8. Paul Stewart, the creepy butler in Citizen Kane, shows up as a far less creepy character here. Jim Backus makes an appearance; he is still a year away from playing James Deans father in Rebel Without a Cause, ten years away from playing Thurston Howell III on Gilligan's Island, and had by this time been supplying the voice of Mr. Magoo for a full five years. Walter Pidgeon (Forbidden Planet, Harry in Your Pocket) portrays the famous theatrical impresario J.J. Schubert.

9. Have I mentioned Cyd Charisse is in this?

10. The film deals with Stromberg’s long career and continually makes the point that the popular shows Stromberg did NOT want to write were the HITS, while the pet projects that he fought for were (largely) the FLOPS. This lends a nice “meta-layer” to this MGM musical, which is itself a piece of popular, musical entertainment trying to be a hit. NOTE: Deep in My Heart was a modest hit, restoring perfect karmic balance to the universe.
I am really glad we have films like this, babies—they exist not only as offerings unto themselves, but as fascinating archival relics of the dancing, music, popular culture, studios, and so much more that was foundational to modern movies.

On a related note, I would like to add, in the spirit of the upcoming holiday, that I am thankful for many things. I am thankful for the special people in my life who largely succeed in putting up with me: my wife, son, and extended family. I am thankful that I am now 309 teaching days away from retirement. I am thankful for the entire F This Movie! community, which continues to amaze, amuse, and puzzle me on a regular basis. Thank you all.

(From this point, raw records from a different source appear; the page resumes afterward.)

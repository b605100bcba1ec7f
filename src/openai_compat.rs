//! Transport for OpenAI-compatible chat completion APIs (OpenAI and Groq).

use crate::error::TransportError;
use crate::http_client::HttpClient;
use crate::transport::{ChatRequest, ChatTransport, ChunkStream, ProviderKind, lines};
use async_trait::async_trait;
use futures::StreamExt;
use serde::Deserialize;
use serde_json::{Value, json};
use std::sync::Arc;
use std::time::Duration;
use tracing::debug;

pub const OPENAI_BASE_URL: &str = "https://api.openai.com/v1";
pub const GROQ_BASE_URL: &str = "https://api.groq.com/openai/v1";
/// Model OpenAI requests use unless the configuration names another.
pub const OPENAI_DEFAULT_MODEL: &str = "gpt-4o-mini";

/// Only the first few ids of OpenAI's very long model list are kept.
const OPENAI_LIST_LIMIT: usize = 25;

#[derive(Debug, Deserialize)]
struct ModelList {
    #[serde(default)]
    data: Vec<ModelEntry>,
}

#[derive(Debug, Deserialize)]
struct ModelEntry {
    id: String,
}

#[derive(Debug, Deserialize)]
struct Completion {
    #[serde(default)]
    choices: Vec<Choice>,
}

#[derive(Debug, Deserialize)]
struct Choice {
    message: Option<AssistantMessage>,
}

#[derive(Debug, Deserialize)]
struct AssistantMessage {
    content: Option<String>,
}

#[derive(Debug, Deserialize)]
struct StreamChunk {
    #[serde(default)]
    choices: Vec<StreamChoice>,
}

#[derive(Debug, Deserialize)]
struct StreamChoice {
    delta: Option<Delta>,
}

#[derive(Debug, Deserialize)]
struct Delta {
    content: Option<String>,
}

#[derive(Debug, Deserialize)]
struct ErrorEnvelope {
    error: ErrorBody,
}

#[derive(Debug, Deserialize)]
struct ErrorBody {
    #[serde(default)]
    message: String,
    #[serde(default)]
    code: Option<Value>,
}

/// Chat transport speaking the OpenAI REST dialect.
pub struct OpenAiCompatTransport {
    kind: ProviderKind,
    http: Arc<dyn HttpClient>,
    base_url: String,
    api_key: Option<String>,
    key_var: &'static str,
    top_p: Option<f32>,
    list_limit: Option<usize>,
    probe_timeout: Duration,
}

impl OpenAiCompatTransport {
    /// OpenAI: bearer key, `top_p` 0.9, listing truncated.
    pub fn openai(http: Arc<dyn HttpClient>, api_key: Option<String>, base_url: Option<String>) -> Self {
        Self {
            kind: ProviderKind::OpenAi,
            http,
            base_url: base_url.unwrap_or_else(|| OPENAI_BASE_URL.to_string()),
            api_key: api_key.filter(|k| !k.trim().is_empty()),
            key_var: "OPENAI_API_KEY",
            top_p: Some(0.9),
            list_limit: Some(OPENAI_LIST_LIMIT),
            probe_timeout: Duration::from_secs(5),
        }
    }

    /// Groq: bearer key, default sampling, full listing.
    pub fn groq(http: Arc<dyn HttpClient>, api_key: Option<String>, base_url: Option<String>) -> Self {
        Self {
            kind: ProviderKind::Groq,
            http,
            base_url: base_url.unwrap_or_else(|| GROQ_BASE_URL.to_string()),
            api_key: api_key.filter(|k| !k.trim().is_empty()),
            key_var: "GROQ_API_KEY",
            top_p: None,
            list_limit: None,
            probe_timeout: Duration::from_secs(5),
        }
    }

    pub fn with_probe_timeout(mut self, timeout: Duration) -> Self {
        self.probe_timeout = timeout;
        self
    }

    fn url(&self, path: &str) -> String {
        format!("{}/{}", self.base_url.trim_end_matches('/'), path)
    }

    fn api_key(&self) -> Result<&str, TransportError> {
        self.api_key
            .as_deref()
            .ok_or_else(|| TransportError::Configuration(format!("{} is not set", self.key_var)))
    }

    fn request_body(&self, request: &ChatRequest, stream: bool) -> Value {
        let mut body = json!({
            "model": request.model,
            "messages": request.messages,
        });
        if let Some(temperature) = request.temperature {
            body["temperature"] = json!(temperature);
        }
        if let Some(max_tokens) = request.max_tokens {
            body["max_tokens"] = json!(max_tokens);
        }
        if let Some(top_p) = self.top_p {
            body["top_p"] = json!(top_p);
        }
        if stream {
            body["stream"] = json!(true);
        }
        body
    }
}

/// Maps an error status and payload to a transport error.
fn classify_failure(status: u16, body: &str) -> TransportError {
    let parsed = serde_json::from_str::<ErrorEnvelope>(body).ok();
    let code = parsed
        .as_ref()
        .and_then(|e| e.error.code.as_ref())
        .and_then(|c| c.as_str().map(str::to_string));
    let message = match &parsed {
        Some(envelope) if !envelope.error.message.is_empty() => envelope.error.message.clone(),
        _ => format!("HTTP {status}: {}", body.trim()),
    };
    let message = match &code {
        Some(code) => format!("{code}: {message}"),
        None => message,
    };

    let lower = message.to_lowercase();
    if status == 404
        || code.as_deref() == Some("model_not_found")
        || lower.contains("model_not_found")
        || (lower.contains("model") && lower.contains("does not exist"))
    {
        TransportError::ModelNotFound(message)
    } else {
        TransportError::Backend(message)
    }
}

#[async_trait]
impl ChatTransport for OpenAiCompatTransport {
    fn kind(&self) -> ProviderKind {
        self.kind
    }

    fn ensure_configured(&self) -> Result<(), TransportError> {
        self.api_key().map(|_| ())
    }

    async fn list_models(&self) -> Result<Vec<String>, TransportError> {
        let auth = format!("Bearer {}", self.api_key()?);
        let response = self
            .http
            .get(&self.url("models"), &[("Authorization", auth.as_str())], Some(self.probe_timeout))
            .await?;
        if !response.is_success() {
            return Err(classify_failure(response.status, &response.body));
        }

        let list: ModelList = response
            .json()
            .map_err(|e| TransportError::InvalidResponse(e.to_string()))?;
        let ids = list.data.into_iter().map(|m| m.id);
        Ok(match self.list_limit {
            Some(limit) => ids.take(limit).collect(),
            None => ids.collect(),
        })
    }

    async fn complete_chat(&self, request: &ChatRequest) -> Result<String, TransportError> {
        let auth = format!("Bearer {}", self.api_key()?);
        let body = self.request_body(request, false);
        let response = self
            .http
            .post_json(&self.url("chat/completions"), &[("Authorization", auth.as_str())], &body)
            .await?;
        if !response.is_success() {
            return Err(classify_failure(response.status, &response.body));
        }

        let completion: Completion = response
            .json()
            .map_err(|e| TransportError::InvalidResponse(e.to_string()))?;
        let content = completion
            .choices
            .into_iter()
            .next()
            .ok_or_else(|| TransportError::InvalidResponse("no choices in completion".to_string()))?
            .message
            .and_then(|m| m.content)
            .unwrap_or_default();
        Ok(content)
    }

    async fn stream_chat(&self, request: &ChatRequest) -> Result<ChunkStream, TransportError> {
        let auth = format!("Bearer {}", self.api_key()?);
        let body = self.request_body(request, true);
        let response = self
            .http
            .post_json_streaming(&self.url("chat/completions"), &[("Authorization", auth.as_str())], &body)
            .await?;
        if !response.is_success() {
            let status = response.status;
            let text = response.into_text().await.unwrap_or_default();
            return Err(classify_failure(status, &text));
        }

        // A body that closes before `[DONE]` was cut short.
        let events = futures::stream::unfold(Some(lines(response.body)), |state| async move {
            let mut lines = state?;
            match lines.next().await {
                Some(Ok(line)) if line.trim() == "data: [DONE]" => None,
                Some(Ok(line)) => Some((Ok(line), Some(lines))),
                Some(Err(err)) => Some((Err(TransportError::from(err)), None)),
                None => Some((
                    Err(TransportError::Backend("stream ended before [DONE]".to_string())),
                    None,
                )),
            }
        });

        let chunks = events
            .filter_map(|line| async move {
                let line = match line {
                    Ok(line) => line,
                    Err(err) => return Some(Err(err)),
                };
                let payload = line.strip_prefix("data:")?.trim();
                if payload.is_empty() {
                    return None;
                }
                if let Ok(envelope) = serde_json::from_str::<ErrorEnvelope>(payload) {
                    return Some(Err(TransportError::Backend(envelope.error.message)));
                }
                match serde_json::from_str::<StreamChunk>(payload) {
                    Ok(chunk) => chunk
                        .choices
                        .into_iter()
                        .next()
                        .and_then(|c| c.delta)
                        .and_then(|d| d.content)
                        .filter(|c| !c.is_empty())
                        .map(Ok),
                    Err(err) => {
                        debug!("Skipping unparseable stream line: {}", err);
                        None
                    }
                }
            })
            .boxed();

        Ok(chunks)
    }
}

  1. Oo this sounds like a treat. I need to see more films with some of these stars like Anne Miller. I might go have a dive back into the MGM musicals!

  2. This review is wonderfully witty and spot on! You managed to say everything I ever thought about Cyd Charisse. It's April 2020 and I needed a good laugh. Thank you.

  3. ...and do not read a review for its intelligence or accuracy.